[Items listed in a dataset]
------------------------
fn main() {
    if let Err(err) = csv_spatial::run() {
        eprintln!("error: {err:#}");
        std::process::exit(1);
    }
}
------------------------
*Task details*:
Return exactly the line that contains "if let Err(err)" and every line after it, through the last line of the records.

*Response to this exercise*:
    if let Err(err) = csv_spatial::run() {
        eprintln!("error: {err:#}");
        std::process::exit(1);
    }
}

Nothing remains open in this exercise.